Law students help research electoral reform

York law students have a chance to do research for the Ontario Citizens’ Assembly on Electoral Reform as part of their academic work.

The citizens’ assembly, recently established by the Ontario government, is considering changes to the province’s electoral system. Ontario voters will get a chance to vote on any recommended changes in a referendum on or before the next provincial election in October 2007.

Starting in September, 10 students from Osgoode Hall Law School will participate in a directed reading course as part of their work for the assembly. They will research the advantages and disadvantages of various electoral systems, the relationship between electoral systems and election outcomes, how electoral systems affect policy outcomes, and the value of citizens’ assemblies to achieve electoral reform.

“This is a unique opportunity for Osgoode students to make a difference,” Osgoode Dean Patrick Monahan said. “They will be able to take part in the work of the citizens’ assembly to benefit the people of Ontario.”

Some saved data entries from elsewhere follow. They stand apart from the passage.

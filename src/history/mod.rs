//! Recorded exchanges and request history.
//!
//! Two stores live under the spag directory:
//!
//! - `remembers/` holds named exchanges (always including `last`) that
//!   placeholders and shortcuts read from, e.g. `{{last.response.body.id}}`
//!   or `@id`
//! - `history.yml` holds the most recent exchanges, newest first
//!
//! # Example
//!
//! ```ignore
//! use spag::history::{History, RememberStore, RecordedExchange};
//!
//! let url = "http://localhost:5000/things";
//! let exchange = RecordedExchange::new("GET", url, headers, None, response)?;
//! RememberStore::new(".spag/remembers", ".yml").remember("things", &exchange)?;
//! History::new(".spag/history.yml", 1000).append(&exchange)?;
//! ```

pub mod models;
pub mod remember;
pub mod storage;
pub mod ui;

// Re-export commonly used types
pub use models::{
    split_url, ExchangeRequest, ExchangeResponse, HistoryEntry, HistoryError, RecordedExchange,
};
pub use remember::{MemoryExchanges, RecordedExchangeStore, RememberStore, LAST_EXCHANGE};
pub use storage::{History, DEFAULT_MAX_HISTORY_ENTRIES};
pub use ui::{format_history_entry, format_history_list, format_history_summary};
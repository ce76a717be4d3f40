//! Configuration management for spag.
//!
//! Configuration is read from `<spagDir>/config.yml` and merged with
//! defaults. The loaded [`SpagConfig`] is handed to the command layer; library
//! code takes the values it needs as parameters.

pub mod schema;

pub use schema::SpagConfig;

use std::path::PathBuf;
use thiserror::Error;
use tracing::{debug, warn};

use crate::files;

/// Errors raised while loading configuration.
#[derive(Debug, Error)]
pub enum ConfigError {
    #[error("Invalid configuration: {0}")]
    Invalid(String),
}

/// Loads configuration for the spag directory `spag_dir`.
///
/// Reads `<spag_dir>/config.yml` if it exists, merges it over the defaults
/// and validates the result. An unreadable or unparsable file is logged and
/// ignored. The `spagDir` of the result is always `spag_dir`, since a config
/// file cannot relocate itself.
///
/// # Arguments
///
/// * `spag_dir` - The spag directory, `.spag` when `None`
///
/// # Example
///
/// ```no_run
/// use spag::config::load_config;
///
/// let config = load_config(None).unwrap();
/// println!("History limit: {}", config.history_limit);
/// ```
pub fn load_config(spag_dir: Option<PathBuf>) -> Result<SpagConfig, ConfigError> {
    let mut config = SpagConfig::default();
    if let Some(dir) = spag_dir {
        config.spag_dir = dir;
    }

    let path = config.config_file();
    if path.is_file() {
        match files::read_file(&path).map(|text| serde_yaml::from_str::<SpagConfig>(&text)) {
            Ok(Ok(user_config)) => {
                debug!(path = %path.display(), "loaded config");
                let spag_dir = config.spag_dir.clone();
                config = config.merge(&user_config);
                config.spag_dir = spag_dir;
            }
            Ok(Err(e)) => {
                warn!(path = %path.display(), error = %e, "failed to parse config, using defaults")
            }
            Err(e) => warn!(error = %e, "failed to read config, using defaults"),
        }
    }

    config.validate().map_err(ConfigError::Invalid)?;
    Ok(config)
}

Ten students from the University of Toronto’s Faculty of Law will also participate in the reading research group.

The citizens’ assembly consists of 103 members — one from each Ontario riding — and is chaired by George Thomson, a former judge and deputy attorney general in provincial and federal governments. It will meet at Osgoode two weekends a month from September 2006 to April 2007.

“I am pleased that the assembly will be meeting at one of the country’s leading law schools, and that students from Osgoode and U of T will be undertaking research that will be helpful to the assembly in its work,” Thomson said.

The student research will be supervised by Osgoode’s Monahan and U of T Associate Dean Lorne Sossin.